Le Mouvement pour la Renaissance du Cameroun (MRC) observe avec attention, depuis le début de l’année, les appels à candidature lancés en direction du président national du RDPC ; d’abord par des sénateurs et autres militants de son parti, puis par une curieuse promotion 1997-1999 de la section Administration Générale de l’Ecole Nationale d’Administration et de la Magistrature (ENAM), suivie par différents corps sociaux instrumentalisés par le pouvoir.
Ces appels se sont malheureusement peu à peu transformés en
appel à l’anticipation de l’élection présidentielle; ce qui, au pire, constitue
un appel à la violation de la Constitution, au mieux, induit de fait une
modification de cette Loi fondamentale de notre pays.
Qu'un parti politique orchestre des appels de ses militants à
la candidature de l’un de ses membres n'émeut pas le MRC et ne devrait pas
focaliser l'attention de l'opinion; encore qu’en l’espèce le président national
du RDPC est le « candidat naturel » de son parti et est légalement fondé à se
présenter à cette élection.
Le MRC entend cependant, sur le plan de la forme, condamner
avec la dernière énergie ce qui s’apparente à une véritable escroquerie
politique, lorsque ces appels sont présentés comme venant du peuple. Le peuple
camerounais souverain n’a donné aucun mandat à aucune organisation de quelque
nature que ce soit pour parler en son nom, et le RDPC, sauf à confirmer que le
Cameroun n'est jamais sorti du système du parti unique, ne peut présenter ces
appels comme étant ceux du peuple.
Le MRC entend également condamner fermement l’attitude de
certaines autorités administratives qui participent de quelque manière que ce
soit, à ces appels, alors que la Constitution de la République et leur statut
particulier leur interdisent toute immixtion dans la politique partisane.

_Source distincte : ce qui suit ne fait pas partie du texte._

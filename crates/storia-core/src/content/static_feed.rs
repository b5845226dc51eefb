use alloc::vec::Vec;

use log::debug;

use super::{HighlightCatalog, StoryFeed};
use crate::story::{Highlight, Panel, PanelKind, Story, StoryError};

/// In-memory feed of stories and highlights.
#[derive(Debug, Clone, Default, PartialEq)]
pub struct StaticFeed {
    stories: Vec<Story>,
    highlights: Vec<Highlight>,
}

impl StaticFeed {
    pub fn new(stories: Vec<Story>, highlights: Vec<Highlight>) -> Self {
        Self {
            stories,
            highlights,
        }
    }

    /// Builds a feed from provider records: panels are put into display
    /// order, then every story is validated.
    pub fn from_records(
        mut stories: Vec<Story>,
        highlights: Vec<Highlight>,
    ) -> Result<Self, StoryError> {
        for story in stories.iter_mut() {
            story.sort_panels();
            story.validate()?;
        }
        debug!(
            "feed: loaded stories={} highlights={}",
            stories.len(),
            highlights.len()
        );
        Ok(Self::new(stories, highlights))
    }

    /// Small built-in feed used when no provider data is available.
    pub fn sample() -> Self {
        let harbour = Story::new("harbour", "Harbour walk", "Marta", "2024-04-12T09:30:00Z")
            .with_panel(
                Panel::new("harbour-1", PanelKind::Text, 0)
                    .with_title("Morning at the docks")
                    .with_content("Fishing boats come in before seven."),
            )
            .with_panel(
                Panel::new("harbour-2", PanelKind::Image, 0)
                    .with_title("Nets")
                    .with_media("media/harbour-nets.jpg"),
            )
            .with_panel(
                Panel::new("harbour-3", PanelKind::Video, 0).with_media("media/harbour-gulls.mp4"),
            );

        let market = Story::new("market", "Covered market", "Marta", "2024-04-13T11:00:00Z")
            .with_panel(
                Panel::new("market-1", PanelKind::Quote, 0)
                    .with_title("Stall owner")
                    .with_content("Come back at noon, the bread is still warm."),
            )
            .with_panel(
                Panel::new("market-2", PanelKind::Image, 0)
                    .with_media("media/market-fruit.jpg")
                    .with_duration_ms(3_000),
            );

        let highlights = alloc::vec![
            Highlight::new("best-views", "Best views").with_panel_id("harbour-2"),
            Highlight::new("quotes", "Quotes").with_panel_id("market-1"),
        ];

        Self::new(alloc::vec![harbour, market], highlights)
    }

    pub fn stories(&self) -> &[Story] {
        &self.stories
    }

    pub fn highlights(&self) -> &[Highlight] {
        &self.highlights
    }
}

impl StoryFeed for StaticFeed {
    fn story_count(&self) -> usize {
        self.stories.len()
    }

    fn story_at(&self, index: usize) -> Option<&Story> {
        self.stories.get(index)
    }
}

impl HighlightCatalog for StaticFeed {
    fn highlight_count(&self) -> usize {
        self.highlights.len()
    }

    fn highlight_at(&self, index: usize) -> Option<&Highlight> {
        self.highlights.get(index)
    }
}

#[cfg(test)]
mod tests {
    use super::*;
    use crate::content::PanelLocation;

    #[test]
    fn sample_feed_is_valid() {
        let feed = StaticFeed::sample();
        assert_eq!(feed.story_count(), 2);
        for story in feed.stories() {
            assert!(story.validate().is_ok());
        }
    }

    #[test]
    fn panels_are_located_across_stories() {
        let feed = StaticFeed::sample();
        assert_eq!(
            feed.locate_panel("market-2"),
            Some(PanelLocation {
                story_index: 1,
                panel_index: 1,
            })
        );
        assert_eq!(feed.locate_panel("missing"), None);
        assert_eq!(feed.story_index_of("market"), Some(1));
    }

    #[test]
    fn highlights_resolve_by_id() {
        let feed = StaticFeed::sample();
        let quotes = feed.highlight_by_id("quotes").unwrap();
        assert_eq!(quotes.first_panel_id(), Some("market-1"));
        assert!(feed.highlight_by_id("nope").is_none());
    }

    #[test]
    fn records_are_sorted_then_validated() {
        let mut story = Story::new("s", "T", "a", "2024-01-01")
            .with_panel(Panel::new("a", PanelKind::Text, 0))
            .with_panel(Panel::new("b", PanelKind::Text, 0));
        story.panels.swap(0, 1);

        let feed = StaticFeed::from_records(alloc::vec![story], Vec::new()).unwrap();
        assert_eq!(feed.stories()[0].panels[0].id, "a");

        let mut broken = Story::new("x", "T", "a", "2024-01-01")
            .with_panel(Panel::new("a", PanelKind::Text, 0));
        broken.panels[0].order_index = 2;
        assert!(StaticFeed::from_records(alloc::vec![broken], Vec::new()).is_err());
    }
}
impl<F, M, IN> StoryPlayer<F, M, IN>
where
    F: StoryFeed,
    M: MediaSurface,
    IN: InputProvider,
{
    /// Opens the viewer on `start_story_id`, or on the first story with
    /// panels when the id is absent or unknown.
    pub fn new(
        feed: F,
        surface: M,
        input: IN,
        config: PlayerConfig,
        start_story_id: Option<&str>,
    ) -> Self {
        let config = config.normalized();

        let mut player = Self {
            feed,
            surface,
            input,
            config,
            gestures: GestureConfig::default(),
            status: PlayerStatus::Empty,
            position: None,
            clock: PlaybackClock::new(config.tick_ms),
            media: MediaSync::new(),
            active: None,
            generation: 0,
            inbox: Deque::new(),
            outbox: Deque::new(),
            pending_redraw: true,
            panels_since_drain: 0,
        };

        let seeded = start_story_id
            .and_then(|id| player.feed.story_index_of(id))
            .filter(|&index| player.story_panel_count(index) > 0);
        let start = seeded.or_else(|| player.next_playable_story(0));

        match start {
            Some(story_index) => {
                debug!(
                    "player: open story_index={} requested={:?}",
                    story_index, start_story_id
                );
                player.apply_transition(Transition::Move {
                    story_index,
                    panel_index: 0,
                    restart: true,
                });
            }
            None => debug!("player: open with no playable stories"),
        }

        player
    }

    pub fn with_gestures(mut self, gestures: GestureConfig) -> Self {
        self.gestures = gestures;
        self
    }

    /// Runs one step of the event loop: polls input, media reports and the
    /// clock, then applies everything queued in arrival order.
    pub fn tick(&mut self, now_ms: u64) -> TickResult {
        self.process_inputs();
        self.collect_media_signals();
        self.collect_clock_events(now_ms);
        self.drain_inbox();

        // A driver installed while draining is anchored to this tick.
        self.collect_clock_events(now_ms);
        self.drain_inbox();

        if self.pending_redraw {
            self.pending_redraw = false;
            TickResult::RenderRequested
        } else {
            TickResult::NoRender
        }
    }

    pub fn with_screen<R, G>(&self, f: G) -> R
    where
        G: FnOnce(Screen<'_>) -> R,
    {
        let Some(position) = self.position else {
            return f(match self.status {
                PlayerStatus::Closed => Screen::Closed,
                _ => Screen::Empty,
            });
        };

        let Some(story) = self.feed.story_at(position.story_index) else {
            return f(Screen::Empty);
        };
        let Some(panel) = story.panel(position.panel_index) else {
            return f(Screen::Empty);
        };

        let fills = segments(story.panel_count(), position.panel_index, position.progress);
        let counter = counter_label(position.panel_index, story.panel_count());
        let view = PlaybackView {
            story,
            panel,
            story_index: position.story_index,
            panel_index: position.panel_index,
            progress: position.progress,
            segments: &fills,
            counter: &counter,
            muted: self.media.is_muted(),
            show_mute: position.driver == DriverKind::Media && self.media.is_bound(),
            driver: position.driver,
        };

        match self.status {
            PlayerStatus::Finished => f(Screen::Finished(view)),
            _ => f(Screen::Playing(view)),
        }
    }

    pub fn status(&self) -> PlayerStatus {
        self.status
    }

    pub fn position(&self) -> Option<PlaybackPosition> {
        self.position
    }

    pub fn is_muted(&self) -> bool {
        self.media.is_muted()
    }

    pub fn config(&self) -> PlayerConfig {
        self.config
    }

    pub fn feed(&self) -> &F {
        &self.feed
    }

    pub fn current_story(&self) -> Option<&Story> {
        self.position
            .and_then(|position| self.feed.story_at(position.story_index))
    }

    /// Tag of the installed driver; events carrying any other tag are
    /// dropped.
    pub fn active_tag(&self) -> Option<&DriverTag> {
        self.active.as_ref()
    }

    pub fn with_surface_mut<R, G>(&mut self, f: G) -> R
    where
        G: FnOnce(&mut M) -> R,
    {
        f(&mut self.surface)
    }

    pub fn with_input_mut<R, G>(&mut self, f: G) -> R
    where
        G: FnOnce(&mut IN) -> R,
    {
        f(&mut self.input)
    }

    /// Takes every queued notification, oldest first.
    pub fn drain_signals(&mut self) -> Vec<PlayerSignal> {
        let mut out = Vec::with_capacity(self.outbox.len());
        while let Some(signal) = self.outbox.pop_front() {
            out.push(signal);
        }
        out
    }

    /// Panels completed by their driver since the last call.
    pub fn drain_completed_panels(&mut self) -> u32 {
        let count = self.panels_since_drain;
        self.panels_since_drain = 0;
        count
    }

    fn emit(&mut self, signal: PlayerSignal) {
        if self.outbox.is_full() {
            if let Some(dropped) = self.outbox.pop_front() {
                trace!("player: outbox full, dropped {:?}", dropped);
            }
        }
        let _ = self.outbox.push_back(signal);
    }
}
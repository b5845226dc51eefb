//! Geographic position attached to a story.

#[cfg(feature = "serde")]
use serde::{Deserialize, Serialize};

const POLE_LATITUDE: f64 = 90.0;
const MAX_LONGITUDE: f64 = 180.0;

/// A point on the globe. At the poles the longitude is undefined and must
/// be absent.
#[derive(Clone, Copy, Debug, PartialEq)]
#[cfg_attr(feature = "serde", derive(Serialize, Deserialize))]
pub struct Coordinates {
    pub lat: f64,
    #[cfg_attr(feature = "serde", serde(default))]
    pub lng: Option<f64>,
}

impl Coordinates {
    pub const fn new(lat: f64, lng: Option<f64>) -> Self {
        Self { lat, lng }
    }

    pub const fn north_pole() -> Self {
        Self::new(POLE_LATITUDE, None)
    }

    pub const fn south_pole() -> Self {
        Self::new(-POLE_LATITUDE, None)
    }

    pub fn is_pole(&self) -> bool {
        self.lat == POLE_LATITUDE || self.lat == -POLE_LATITUDE
    }

    pub fn validate(&self) -> Result<(), GeoError> {
        if !self.lat.is_finite() || self.lng.is_some_and(|lng| !lng.is_finite()) {
            return Err(GeoError::NotFinite);
        }

        if self.is_pole() {
            return match self.lng {
                Some(_) => Err(GeoError::LongitudeAtPole),
                None => Ok(()),
            };
        }

        if self.lat <= -POLE_LATITUDE || self.lat >= POLE_LATITUDE {
            return Err(GeoError::LatitudeOutOfRange);
        }

        match self.lng {
            None => Err(GeoError::MissingLongitude),
            Some(lng) if lng <= -MAX_LONGITUDE || lng > MAX_LONGITUDE => {
                Err(GeoError::LongitudeOutOfRange)
            }
            Some(_) => Ok(()),
        }
    }
}

#[derive(Clone, Copy, Debug, Eq, PartialEq, thiserror::Error)]
pub enum GeoError {
    #[error("coordinates are not finite")]
    NotFinite,
    #[error("longitude must be absent at the poles")]
    LongitudeAtPole,
    #[error("latitude must lie strictly between -90 and 90")]
    LatitudeOutOfRange,
    #[error("longitude is required away from the poles")]
    MissingLongitude,
    #[error("longitude must lie in (-180, 180]")]
    LongitudeOutOfRange,
}

#[cfg(test)]
mod tests {
    use super::*;

    #[test]
    fn poles_reject_longitude() {
        assert_eq!(Coordinates::north_pole().validate(), Ok(()));
        assert_eq!(Coordinates::south_pole().validate(), Ok(()));
        assert_eq!(
            Coordinates::new(-90.0, Some(0.0)).validate(),
            Err(GeoError::LongitudeAtPole)
        );
    }

    #[test]
    fn longitude_range_is_half_open() {
        assert_eq!(Coordinates::new(38.7, Some(180.0)).validate(), Ok(()));
        assert_eq!(
            Coordinates::new(38.7, Some(-180.0)).validate(),
            Err(GeoError::LongitudeOutOfRange)
        );
    }

    #[test]
    fn non_polar_points_need_longitude() {
        assert_eq!(
            Coordinates::new(10.0, None).validate(),
            Err(GeoError::MissingLongitude)
        );
        assert_eq!(
            Coordinates::new(91.0, Some(0.0)).validate(),
            Err(GeoError::LatitudeOutOfRange)
        );
        assert_eq!(
            Coordinates::new(f64::NAN, Some(0.0)).validate(),
            Err(GeoError::NotFinite)
        );
    }
}
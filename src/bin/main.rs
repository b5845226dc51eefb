use std::{env, path::PathBuf, process::ExitCode};

use log::{error, info, warn};
use storia_core::app::{PlayerConfig, PlayerStatus, StoryPlayer, TickResult};
use tracing_subscriber::EnvFilter;

use console::ConsoleRenderer;
use script::ScriptInput;
use surface::SimulatedSurface;

#[path = "main/console.rs"]
mod console;
#[path = "main/feed.rs"]
mod feed;
#[path = "main/script.rs"]
mod script;
#[path = "main/surface.rs"]
mod surface;

/// Virtual time between two engine ticks.
const FRAME_MS: u64 = 16;
/// Length of every simulated video clip.
const CLIP_MS: u64 = 4_000;
/// Hard stop for runs that never finish (a video that is never played).
const MAX_RUN_MS: u64 = 10 * 60 * 1_000;
/// Time the viewer stays open after the feed finished and the script ran out.
const LINGER_MS: u64 = 1_000;
const REPORT_INTERVAL_MS: u64 = 5_000;

const ENV_PANEL_MS: &str = "STORIA_PANEL_MS";
const ENV_TICK_MS: &str = "STORIA_TICK_MS";
const ENV_BLOCK_AUTOPLAY: &str = "STORIA_BLOCK_AUTOPLAY";

fn env_u32(name: &str) -> Option<u32> {
    let raw = env::var(name).ok()?;
    match raw.trim().parse() {
        Ok(value) => Some(value),
        Err(err) => {
            warn!("config: ignoring {}={:?}: {}", name, raw, err);
            None
        }
    }
}

fn player_config() -> PlayerConfig {
    let mut config = PlayerConfig::default();
    if let Some(panel_ms) = env_u32(ENV_PANEL_MS) {
        config.default_panel_ms = panel_ms;
    }
    if let Some(tick_ms) = env_u32(ENV_TICK_MS) {
        config.tick_ms = tick_ms;
    }
    config
}

fn main() -> ExitCode {
    tracing_subscriber::fmt()
        .with_env_filter(
            EnvFilter::try_from_default_env().unwrap_or_else(|_| EnvFilter::new("info")),
        )
        .with_target(false)
        .init();

    let mut args = env::args().skip(1);
    let feed_path = args.next().map(PathBuf::from);
    let script_source = args.next().unwrap_or_default();

    let loaded = match feed_path {
        Some(path) => match feed::load(&path) {
            Ok(loaded) => loaded,
            Err(err) => {
                error!("{}", err);
                return ExitCode::FAILURE;
            }
        },
        None => feed::sample(),
    };

    let input = match ScriptInput::parse(&script_source, &loaded.feed) {
        Ok(input) => input,
        Err(err) => {
            error!("script: {}", err);
            return ExitCode::FAILURE;
        }
    };
    let script_end_ms = input.last_event_ms();

    let block_autoplay = env::var_os(ENV_BLOCK_AUTOPLAY).is_some();
    let surface = SimulatedSurface::new(CLIP_MS, block_autoplay);
    let config = player_config();

    info!(
        "Player started: panel_ms={} tick_ms={} frame_ms={} clip_ms={} block_autoplay={}",
        config.default_panel_ms, config.tick_ms, FRAME_MS, CLIP_MS, block_autoplay
    );

    let mut player = StoryPlayer::new(
        loaded.feed,
        surface,
        input,
        config,
        loaded.start_story_id.as_deref(),
    );
    let mut renderer = ConsoleRenderer::default();

    let mut now_ms = 0u64;
    let mut finished_at_ms = None;
    let mut report_panels = 0u32;
    let mut report_start_ms = 0u64;

    loop {
        player.with_input_mut(|input| input.advance_to(now_ms));
        player.with_surface_mut(|surface| surface.advance_to(now_ms));

        if player.tick(now_ms) == TickResult::RenderRequested {
            player.with_screen(|screen| renderer.render(now_ms, screen));
        }
        for signal in player.drain_signals() {
            console::log_signal(now_ms, signal);
        }

        report_panels = report_panels.saturating_add(player.drain_completed_panels());
        if now_ms.saturating_sub(report_start_ms) >= REPORT_INTERVAL_MS {
            info!(
                "panels_completed={} elapsed_ms={} frames={} video_playing={}",
                report_panels,
                now_ms - report_start_ms,
                renderer.frames(),
                player.with_surface_mut(|surface| surface.is_playing())
            );
            report_panels = 0;
            report_start_ms = now_ms;
        }

        let script_done = player.with_input_mut(|input| input.is_exhausted());
        match player.status() {
            PlayerStatus::Closed => break,
            PlayerStatus::Empty if script_done => break,
            PlayerStatus::Finished if script_done => {
                let since = *finished_at_ms.get_or_insert(now_ms);
                if now_ms.saturating_sub(since) >= LINGER_MS {
                    player.close();
                    player.with_screen(|screen| renderer.render(now_ms, screen));
                    for signal in player.drain_signals() {
                        console::log_signal(now_ms, signal);
                    }
                    break;
                }
            }
            _ => finished_at_ms = None,
        }

        if now_ms >= MAX_RUN_MS.max(script_end_ms) {
            warn!("player: stopping after {}ms without finishing", now_ms);
            break;
        }
        now_ms += FRAME_MS;
    }

    info!(
        "Player stopped at {}ms status={:?} frames={}",
        now_ms,
        player.status(),
        renderer.frames()
    );
    ExitCode::SUCCESS
}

Comment en effet espérer une élection transparente et crédible dans notre pays
si l’administration renonce au grand jour à sa neutralité et à son
impartialité, en sollicitant la candidature particulière d'un militant d'un
parti politique déterminé!
Ces pratiques d’un autre âge n’honorent pas notre pays, et
sont indignes d’un Etat qui se proclame démocratique.
Sur le fond, ces appels à une élection anticipée sont encore
plus inadmissibles, tant sur le plan politique que sur le plan juridique.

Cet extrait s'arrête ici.